Search the data for "label". Each line containing it is to be copied.

(Beginning of Input for this task)

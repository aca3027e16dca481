//! Data models for the annotation canvas.

mod label;
mod shape;
mod task;

pub use label::{Label, LabelSet};
pub use shape::{
    Circle, Line, Marker, Polygon, Rectangle, RotatedRect, Shape, ShapeGeometry, ShapeId,
    ShapeKind,
};
pub use task::TaskKind;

(End of Input for this task)

» **Task response**:
mod label;
pub use label::{Label, LabelSet};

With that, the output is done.